Sensibiliser le public à une alimentation durable
Même si l’établissement ne sensibilise pas explicitement ses bénévoles à consommer plus durablement, les participants prennent conscience de cet axe lorsqu’ils contribuent à la préparation du repas. « Je ne suis pas végétarienne mais depuis que je n’ai plus les enfants à la maison, j’ai tendance à moins cuisiner de viande. Donc ça me fait découvrir de nouvelles choses. Je vois qu’ils réutilisent des produits qu’il leur reste d’anciennes recettes. Je trouve ça plus respectueux », se réjouit Florence qui vient de finir la préparation du velouté de champignons.

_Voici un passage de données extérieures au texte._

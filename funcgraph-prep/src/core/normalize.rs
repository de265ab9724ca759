//! Normalization helpers for paths and glob handling.
//!
//! File identifiers in the exported index must not depend on where the project
//! was checked out, so every source path is rewritten relative to the project
//! root with stable `/` separators.

use crate::errors::PathError;
use globset::{Glob, GlobSet, GlobSetBuilder};
use std::path::Path;

/// Rewrites absolute source paths into project-relative identifiers.
///
/// The root is normalized once: separators become `/` and a trailing `/` is
/// guaranteed, so `/src/proj` and `/src/proj/` behave identically and
/// `/src/project2/x.go` is never mistaken for a file under `/src/proj`.
///
/// # Example
/// ```
/// use funcgraph_prep::core::normalize::PathNormalizer;
///
/// let n = PathNormalizer::new("/work/proj");
/// assert_eq!(n.relativize("/work/proj/pkg/run.go").unwrap(), "pkg/run.go");
/// assert!(n.relativize("/work/other/main.go").is_err());
/// ```
#[derive(Debug, Clone, PartialEq, Eq)]
pub struct PathNormalizer {
    prefix: String,
}

impl PathNormalizer {
    pub fn new(root: impl AsRef<Path>) -> Self {
        let mut prefix = to_unix_sep(root.as_ref().to_string_lossy());
        if !prefix.ends_with('/') {
            prefix.push('/');
        }
        Self { prefix }
    }

    /// Normalized root, always ending in `/`.
    pub fn root(&self) -> &str {
        &self.prefix
    }

    /// Strip the project root from `file`.
    ///
    /// An empty `file` (a function with no recorded position) maps to an
    /// empty identifier. Any other path must lie under the root.
    pub fn relativize(&self, file: &str) -> Result<String, PathError> {
        if file.is_empty() {
            return Ok(String::new());
        }
        let unix = to_unix_sep(file);
        match unix.strip_prefix(&self.prefix) {
            Some(rel) => Ok(rel.to_string()),
            None => Err(PathError::OutsideRoot {
                path: file.to_string(),
                root: self.prefix.clone(),
            }),
        }
    }
}

/// Replace OS-specific separators with `/`.
///
/// # Example
/// ```
/// use funcgraph_prep::core::normalize::to_unix_sep;
///
/// let win_path = r"pkg\sub\run.go";
/// assert_eq!(to_unix_sep(win_path), "pkg/sub/run.go");
/// ```
pub fn to_unix_sep<S: AsRef<str>>(s: S) -> String {
    s.as_ref().replace('\\', "/")
}

/// Build a [`GlobSet`] from patterns, skipping invalid or empty ones.
///
/// Returns `None` if the input list is empty or the set fails to build.
///
/// # Example
/// ```
/// use funcgraph_prep::core::normalize::build_globset;
///
/// let gs = build_globset(&vec!["vendor/**".to_string()]).unwrap();
/// assert!(gs.is_match("vendor/x/y.go"));
/// ```
pub fn build_globset(patterns: &[String]) -> Option<GlobSet> {
    if patterns.is_empty() {
        return None;
    }
    let mut builder = GlobSetBuilder::new();
    for pat in patterns {
        if pat.trim().is_empty() {
            continue;
        }
        if let Ok(g) = Glob::new(pat) {
            builder.add(g);
        }
    }
    builder.build().ok()
}

/// Return `true` if a project-relative file id matches the ignore glob set.
///
/// # Example
/// ```
/// use funcgraph_prep::core::normalize::{build_globset, is_ignored_by};
///
/// let gs = build_globset(&vec!["**/*_test.go".to_string()]);
/// assert!(is_ignored_by("pkg/run_test.go", gs.as_ref()));
/// assert!(!is_ignored_by("pkg/run.go", gs.as_ref()));
/// ```
pub fn is_ignored_by(file_id: &str, set: Option<&GlobSet>) -> bool {
    set.is_some_and(|gs| gs.is_match(file_id))
}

« Heureusement qu’il y a des associations comme celle-ci qui mettent ce type de cuisine en place. Ça permet aux gens qui viennent manger de se poser la question sur leur consommation. Nous aussi ça nous sensibilise », affirme Julie, future maman passionnée de cuisine et adepte de recettes à tester.
Un avis partagé par Daphné qui tient cette semaine le rôle de maîtresse de maison : « On sensibilise de manière inconsciente, ce n’est pas moralisateur. On cuisine bio, de bons produits et ça donne envie. Ça permet aux gens de se dire que si on enlève la viande, on peut mettre plus de budget pour manger bio ».
Une manière douce de sensibiliser un public qui n’est pas forcément habitué à ce mode de consommation. « On est dans un quartier prioritaire, ce n’est pas leur priorité justement d’aller chez le maraîcher du coin. Je ne pense pas que l’on devrait dire à des gens qu’ils devraient faire plus d’efforts pour manger sain. On se rend compte qu’on peut se concentrer sur cela seulement si on a le temps, l’énergie », affirme Élodie.
Aujourd’hui, 15 Petites Cantines sont ouvertes au niveau national et autant sont en cours de montage, dont une à Marseille et une à Beausoleil.